From: Adam Smith <hrotsvit@gmail.com>
To: Jesper Dangaard Brouer <jbrouer@redhat.com>
Cc: brouer@redhat.com, xdp-newbies@vger.kernel.org, "Karlsson,
Magnus" <magnus.karlsson@intel.com>,
Federico Parola <federico.parola@polito.it>
Subject: Re: Questions about IRQ utilization and throughput with XDP_REDIRECT on Intel i40e
Date: Fri, 23 Sep 2022 16:28:31 -0500 [thread overview]
Message-ID: <CADx6jH7pxdvFsx2=DC=etkpUgjFe8rEPVvSQpHdWE09nvkxeyA@mail.gmail.com> (raw)
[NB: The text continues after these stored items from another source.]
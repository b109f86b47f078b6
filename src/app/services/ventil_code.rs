//! Ventil number extraction from detected code text
//!
//! The code-detection collaborator hands over free-form text; the only
//! recognized shapes are the prefixed form `"VENTIL-<digits>"` and a bare
//! integer, both case-insensitive and whitespace-tolerant.

use std::sync::OnceLock;

use crate::constants::VENTIL_CODE_PREFIX;

/// Extract a ventil number from detected code text.
///
/// Returns `None` for anything that is not a prefixed code or a bare number.
pub fn extract_ventil_number(text: &str) -> Option<i32> {
    static CODE: OnceLock<regex::Regex> = OnceLock::new();
    let re = CODE.get_or_init(|| {
        regex::Regex::new(&format!(r"(?i)^\s*{VENTIL_CODE_PREFIX}-\s*(\d+)\s*$"))
            .expect("static pattern")
    });

    if let Some(captures) = re.captures(text) {
        return captures[1].parse::<i32>().ok();
    }

    text.trim().parse::<i32>().ok()
}

#[cfg(test)]
mod tests {
    use super::*;

    #[test]
    fn test_prefixed_code() {
        assert_eq!(extract_ventil_number("VENTIL-042"), Some(42));
        assert_eq!(extract_ventil_number("VENTIL-001"), Some(1));
        assert_eq!(extract_ventil_number("VENTIL-165"), Some(165));
    }

    #[test]
    fn test_prefixed_code_is_case_insensitive() {
        assert_eq!(extract_ventil_number("ventil-7"), Some(7));
        assert_eq!(extract_ventil_number("Ventil-7"), Some(7));
    }

    #[test]
    fn test_surrounding_whitespace() {
        assert_eq!(extract_ventil_number("  VENTIL-12  "), Some(12));
        assert_eq!(extract_ventil_number(" 12 "), Some(12));
    }

    #[test]
    fn test_bare_integer() {
        assert_eq!(extract_ventil_number("42"), Some(42));
    }

    #[test]
    fn test_invalid_inputs() {
        assert_eq!(extract_ventil_number("not-a-code"), None);
        assert_eq!(extract_ventil_number("VENTIL-"), None);
        assert_eq!(extract_ventil_number("VENTIL-abc"), None);
        assert_eq!(extract_ventil_number("BUCHT-12"), None);
        assert_eq!(extract_ventil_number(""), None);
        assert_eq!(extract_ventil_number("12.5"), None);
    }
}
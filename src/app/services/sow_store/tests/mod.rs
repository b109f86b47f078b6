//! Tests for the authoritative sow store
//!
//! Shared fixtures: a clock pinned to a fixed instant, a MusterPlan-shaped
//! export writer, and a default-config export writer with a health column.

pub mod store_tests;

use chrono::{DateTime, TimeZone, Utc};
use std::fs;
use std::path::{Path, PathBuf};

use crate::config::ColumnConfig;

/// Fixed "now" used across store tests
pub fn fixed_now() -> DateTime<Utc> {
    Utc.with_ymd_and_hms(2025, 7, 23, 12, 0, 0).unwrap()
}

/// Write a MusterPlan-shaped export: ear tag at index 1, ventil at index 3,
/// mating date at index 4 under a dynamic date header
pub fn write_musterplan_export(dir: &Path, name: &str, rows: &[(&str, i32, &str)]) -> PathBuf {
    let mut content = String::from(
        "\"Stichtag\";\"Abf.\";\"Wochen bis\";\"Sau-Nr.\";\"23.07.2025\";\"TK\"\n",
    );
    for (ear_tag, ventil, date) in rows {
        content.push_str(&format!(
            "\" -3\";\"   {ear_tag}\";\"+\";\"{ventil}   \";\"{date}\";\"134\"\n"
        ));
    }
    let path = dir.join(name);
    fs::write(&path, content).unwrap();
    path
}

/// Write an export matching the default configuration, including health and
/// pregnancy columns
pub fn write_default_export(
    dir: &Path,
    name: &str,
    rows: &[(&str, i32, &str, &str)],
) -> PathBuf {
    let mut content = String::from(
        "\"Ventilnummer\";\"Ohrmarkennummer\";\"Deckdatum\";\"Trächtigkeitsstatus\";\"Gesundheitszustand\"\n",
    );
    for (ear_tag, ventil, date, health) in rows {
        content.push_str(&format!(
            "\"{ventil}\";\"{ear_tag}\";\"{date}\";\"tragend\";\"{health}\"\n"
        ));
    }
    let path = dir.join(name);
    fs::write(&path, content).unwrap();
    path
}

/// MusterPlan configuration used by most store tests
pub fn musterplan_config() -> ColumnConfig {
    ColumnConfig::musterplan()
}

/// Default configuration with health/pregnancy roles mapped by name
pub fn default_config() -> ColumnConfig {
    ColumnConfig::default_config()
}
//! Reading and tokenizing delimited planner exports
//!
//! This service turns a file path plus a column configuration into cleaned
//! header names and raw field rows, handling the declared text encoding and
//! the input-level error cases (missing file, empty file, undecodable bytes).
//! Semantic interpretation of the fields happens in the store's merge.

use std::fs;
use std::path::Path;
use tracing::{debug, info};

use crate::config::{ColumnConfig, TextEncoding};
use crate::{Error, Result};

pub mod column_map;
pub mod field_parsers;
pub mod line_parser;

#[cfg(test)]
pub mod tests;

pub use column_map::ResolvedColumns;
pub use line_parser::{clean_value, parse_line};

/// One export file tokenized into header and data rows
#[derive(Debug, Clone, PartialEq)]
pub struct ParsedFile {
    /// File name without directory, recorded in stored entries
    pub file_name: String,

    /// Cleaned header names; synthesized from the configuration when the
    /// file carries no header row
    pub headers: Vec<String>,

    /// Raw field rows in file order, quotes consumed, padding kept
    pub rows: Vec<Vec<String>>,
}

/// Read and tokenize one export file.
///
/// Fails with `FileNotFound` for a missing path, `Encoding` when the bytes
/// do not decode under the configured encoding, and `EmptyInput` when no
/// non-blank line remains. Rows with too few fields are kept; the merge
/// counts them as skipped.
pub fn read_file(path: &Path, config: &ColumnConfig) -> Result<ParsedFile> {
    if !path.exists() {
        return Err(Error::file_not_found(path.display().to_string()));
    }

    let bytes = fs::read(path).map_err(|e| Error::io(format!("reading {}", path.display()), e))?;
    let text = decode(&bytes, config.encoding)
        .ok_or_else(|| Error::encoding(path.display().to_string(), config.encoding.name()))?;

    let mut lines = text
        .lines()
        .map(str::trim_end)
        .filter(|line| !line.trim().is_empty());

    let file_name = path
        .file_name()
        .map(|n| n.to_string_lossy().into_owned())
        .unwrap_or_else(|| path.display().to_string());

    let headers: Vec<String> = if config.has_header {
        let Some(header_line) = lines.next() else {
            return Err(Error::empty_input(path.display().to_string()));
        };
        parse_line(header_line, config.delimiter)
            .iter()
            .map(|field| clean_value(field))
            .collect()
    } else {
        config
            .columns
            .iter()
            .map(|column| column.source_name.clone())
            .collect()
    };

    let rows: Vec<Vec<String>> = lines
        .map(|line| parse_line(line, config.delimiter))
        .collect();

    if rows.is_empty() {
        return Err(Error::empty_input(path.display().to_string()));
    }

    debug!(
        "parsed {} with {} header columns and {} data rows",
        file_name,
        headers.len(),
        rows.len()
    );
    info!("read {} rows from {}", rows.len(), file_name);

    Ok(ParsedFile {
        file_name,
        headers,
        rows,
    })
}

/// Decode raw bytes under the declared encoding.
///
/// ISO-8859-1 and Windows-1252 decode every byte sequence; UTF-8 input with
/// malformed sequences is rejected rather than silently replaced.
fn decode(bytes: &[u8], encoding: TextEncoding) -> Option<String> {
    let (text, _, had_errors) = encoding.encoding().decode(bytes);
    if had_errors && encoding == TextEncoding::Utf8 {
        return None;
    }
    Some(text.into_owned())
}
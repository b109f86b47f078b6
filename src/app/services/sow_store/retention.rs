//! Retention sweep over stored entries
//!
//! Entries are purged once their import timestamp falls outside the rolling
//! window, regardless of their business dates. Import history is never
//! swept.

use chrono::{DateTime, Months, Utc};
use tracing::info;

use crate::app::models::StoredEntry;

/// Remove entries imported before `now - retention_months`.
///
/// Returns the number of removed entries. The cutoff is computed in calendar
/// months; when month arithmetic underflows (degenerate `now` values) the
/// sweep removes nothing.
pub fn sweep_entries(
    entries: &mut Vec<StoredEntry>,
    now: DateTime<Utc>,
    retention_months: u32,
) -> usize {
    let Some(cutoff) = now.checked_sub_months(Months::new(retention_months)) else {
        return 0;
    };

    let before = entries.len();
    entries.retain(|entry| entry.imported_at >= cutoff);
    let removed = before - entries.len();

    if removed > 0 {
        info!(
            "retention sweep removed {} entries older than {} months",
            removed, retention_months
        );
    }

    removed
}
In-Reply-To: <4400b817-582a-842a-282b-4dd6d8a22f11@redhat.com>
On Fri, Sep 23, 2022 at 11:55 AM Jesper Dangaard Brouer
<jbrouer@redhat.com> wrote:
>
>
> On 20/09/2022 19.37, Adam Smith wrote:
> > (answered inline, below)
> >
> > On Tue, Sep 20, 2022 at 3:17 AM Jesper Dangaard Brouer
> > <jbrouer@redhat.com> wrote:
> >>
> >> (answered inline, below)
> >>
> >> On 19/09/2022 22.55, Adam Smith wrote:
> >>> Hello,
> >>>
> >>> In trying to understand the differences in IRQ utilization and
> >>> throughput when performing XDP_REDIRECT in a simple netfilter bridge
> >>> on the Intel i40e, we have encountered behavior we are unable to
> >>> explain and we would like advice on where to investigate next.
> >>>
> >>> The two questions we are seeking guidance for are:
> >>> 1) Why does XDP in the i40e driver handle interrupts on multiple IRQs,
> >>> while the same flows are serviced by a single IRQ without XDP
> >>> (netfilter bridge)?
> >>>
> >>
> >> Remember IRQ smp affinity is configurable via /proc/irq/ files.
> >> Below bash code simply uses the queue number as the assigned CPU number.
> >>
> >> echo " --- Align IRQs: i40e ---"
> >> # i40e have driver name as starting prefix, making it easier to "catch"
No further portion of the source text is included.